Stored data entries
******************************
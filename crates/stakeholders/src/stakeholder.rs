use chrono::{DateTime, Utc};
use serde::{Deserialize, Serialize};

use livelum_core::error::{require_company, require_positive_number, require_text};
use livelum_core::{CompanyId, CompanyScoped, DomainError, DomainResult, Entity, Sequenced, bump_timestamp};

livelum_core::entity_id!(StakeholderId);

/// Whether the stakeholder sits inside or outside the organization.
#[derive(Debug, Clone, Copy, PartialEq, Eq, Hash, Serialize, Deserialize)]
#[serde(rename_all = "SCREAMING_SNAKE_CASE")]
pub enum StakeholderType {
    Internal,
    External,
}

impl StakeholderType {
    pub fn as_str(&self) -> &'static str {
        match self {
            StakeholderType::Internal => "INTERNAL",
            StakeholderType::External => "EXTERNAL",
        }
    }
}

impl core::str::FromStr for StakeholderType {
    type Err = DomainError;

    fn from_str(s: &str) -> Result<Self, Self::Err> {
        match s {
            "INTERNAL" => Ok(StakeholderType::Internal),
            "EXTERNAL" => Ok(StakeholderType::External),
            other => Err(DomainError::validation(format!("Tipo inválido: {other}"))),
        }
    }
}

/// Stored/returned shape. Keys keep the Spanish names the frontend uses.
#[derive(Debug, Clone, PartialEq, Eq, Serialize, Deserialize)]
pub struct StakeholderRecord {
    pub id: StakeholderId,
    #[serde(rename = "numero")]
    pub number: u32,
    #[serde(rename = "nombre")]
    pub name: String,
    #[serde(rename = "tipo")]
    pub kind: StakeholderType,
    #[serde(rename = "requisitos")]
    pub requirements: String,
    #[serde(rename = "metodoEvaluacion")]
    pub evaluation_method: String,
    #[serde(rename = "companyId")]
    pub company_id: CompanyId,
    #[serde(rename = "createdAt")]
    pub created_at: DateTime<Utc>,
    #[serde(rename = "updatedAt")]
    pub updated_at: DateTime<Utc>,
}

#[derive(Debug, Clone, PartialEq, Eq)]
pub struct NewStakeholder {
    pub number: u32,
    pub name: String,
    pub kind: StakeholderType,
    pub requirements: String,
    pub evaluation_method: String,
    pub company_id: CompanyId,
}

#[derive(Debug, Clone, Default, PartialEq, Eq)]
pub struct StakeholderPatch {
    pub name: Option<String>,
    pub kind: Option<StakeholderType>,
    pub requirements: Option<String>,
    pub evaluation_method: Option<String>,
}

/// Entity: Stakeholder (interested party).
///
/// Only the name, number and company are checked; requirements and the
/// evaluation method are free text and may be empty.
#[derive(Debug, Clone, PartialEq, Eq)]
pub struct Stakeholder {
    id: StakeholderId,
    number: u32,
    name: String,
    kind: StakeholderType,
    requirements: String,
    evaluation_method: String,
    company_id: CompanyId,
    created_at: DateTime<Utc>,
    updated_at: DateTime<Utc>,
}

impl Stakeholder {
    pub fn create(new: NewStakeholder, now: DateTime<Utc>) -> DomainResult<Self> {
        let stakeholder = Self {
            id: StakeholderId::new(),
            number: new.number,
            name: new.name.trim().to_string(),
            kind: new.kind,
            requirements: free_text(&new.requirements),
            evaluation_method: free_text(&new.evaluation_method),
            company_id: new.company_id,
            created_at: now,
            updated_at: now,
        };
        stakeholder.validate()?;
        Ok(stakeholder)
    }

    /// Rehydrate a stored record. Stored rows are trusted as-is.
    pub fn from_primitives(record: StakeholderRecord) -> Self {
        Self {
            id: record.id,
            number: record.number,
            name: record.name,
            kind: record.kind,
            requirements: record.requirements,
            evaluation_method: record.evaluation_method,
            company_id: record.company_id,
            created_at: record.created_at,
            updated_at: record.updated_at,
        }
    }

    pub fn to_primitives(&self) -> StakeholderRecord {
        StakeholderRecord {
            id: self.id,
            number: self.number,
            name: self.name.clone(),
            kind: self.kind,
            requirements: self.requirements.clone(),
            evaluation_method: self.evaluation_method.clone(),
            company_id: self.company_id,
            created_at: self.created_at,
            updated_at: self.updated_at,
        }
    }

    pub fn update(&mut self, patch: StakeholderPatch, now: DateTime<Utc>) -> DomainResult<()> {
        let mut next = self.clone();
        if let Some(name) = patch.name {
            next.name = name.trim().to_string();
        }
        if let Some(kind) = patch.kind {
            next.kind = kind;
        }
        if let Some(requirements) = patch.requirements {
            next.requirements = free_text(&requirements);
        }
        if let Some(method) = patch.evaluation_method {
            next.evaluation_method = free_text(&method);
        }
        next.validate()?;
        next.updated_at = bump_timestamp(self.updated_at, now);
        *self = next;
        Ok(())
    }

    pub fn name(&self) -> &str {
        &self.name
    }

    pub fn kind(&self) -> StakeholderType {
        self.kind
    }

    pub fn requirements(&self) -> &str {
        &self.requirements
    }

    pub fn evaluation_method(&self) -> &str {
        &self.evaluation_method
    }

    pub fn is_internal(&self) -> bool {
        self.kind == StakeholderType::Internal
    }

    pub fn created_at(&self) -> DateTime<Utc> {
        self.created_at
    }

    pub fn updated_at(&self) -> DateTime<Utc> {
        self.updated_at
    }

    fn validate(&self) -> DomainResult<()> {
        require_text(&self.name, "El nombre de la parte interesada es requerido")?;
        require_positive_number(self.number, "El número debe ser mayor a 0")?;
        require_company(self.company_id, "La empresa es requerida")
    }
}

impl Entity for Stakeholder {
    type Id = StakeholderId;

    fn id(&self) -> &Self::Id {
        &self.id
    }
}

impl CompanyScoped for Stakeholder {
    fn company_id(&self) -> CompanyId {
        self.company_id
    }
}

impl Sequenced for Stakeholder {
    fn number(&self) -> u32 {
        self.number
    }
}

/// Free text is stored trimmed; blank means empty.
fn free_text(value: &str) -> String {
    value.trim().to_string()
}

#[cfg(test)]
mod tests {
    use super::*;

    fn new_stakeholder(name: &str) -> NewStakeholder {
        NewStakeholder {
            number: 1,
            name: name.to_string(),
            kind: StakeholderType::External,
            requirements: String::new(),
            evaluation_method: String::new(),
            company_id: CompanyId::new(),
        }
    }

    #[test]
    fn create_allows_empty_free_text() {
        let s = Stakeholder::create(new_stakeholder("Clientes"), Utc::now()).unwrap();
        assert_eq!(s.requirements(), "");
        assert!(!s.is_internal());
    }

    #[test]
    fn create_requires_name() {
        assert!(Stakeholder::create(new_stakeholder(" "), Utc::now()).is_err());
    }

    #[test]
    fn update_switches_type() {
        let mut s = Stakeholder::create(new_stakeholder("Empleados"), Utc::now()).unwrap();
        let before = s.updated_at();
        s.update(
            StakeholderPatch {
                kind: Some(StakeholderType::Internal),
                requirements: Some("Capacitación anual".into()),
                ..Default::default()
            },
            before,
        )
        .unwrap();
        assert!(s.is_internal());
        assert_eq!(s.requirements(), "Capacitación anual");
        assert!(s.updated_at() > before);
    }

    #[test]
    fn wire_keys_are_spanish() {
        let record = Stakeholder::create(new_stakeholder("Proveedores"), Utc::now())
            .unwrap()
            .to_primitives();
        let json = serde_json::to_value(&record).unwrap();
        assert_eq!(json["numero"], 1);
        assert_eq!(json["nombre"], "Proveedores");
        assert_eq!(json["tipo"], "EXTERNAL");
        assert!(json.get("metodoEvaluacion").is_some());
    }

    #[test]
    fn free_text_is_trimmed_on_create_and_update() {
        let mut new = new_stakeholder("Clientes");
        new.requirements = " ISO 9001 ".into();
        new.evaluation_method = "  ".into();
        let mut s = Stakeholder::create(new, Utc::now()).unwrap();
        assert_eq!(s.requirements(), "ISO 9001");
        assert_eq!(s.evaluation_method(), "");

        s.update(
            StakeholderPatch {
                requirements: Some(" Entrega a tiempo ".into()),
                evaluation_method: Some(" Encuesta ".into()),
                ..Default::default()
            },
            Utc::now(),
        )
        .unwrap();
        assert_eq!(s.requirements(), "Entrega a tiempo");
        assert_eq!(s.evaluation_method(), "Encuesta");
    }
}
******************************
• _Work required_
Among the lines above, return those that contain the string "StakeholderRecord".

• _Solution to this problem_
pub struct StakeholderRecord {
    pub fn from_primitives(record: StakeholderRecord) -> Self {
    pub fn to_primitives(&self) -> StakeholderRecord {
        StakeholderRecord {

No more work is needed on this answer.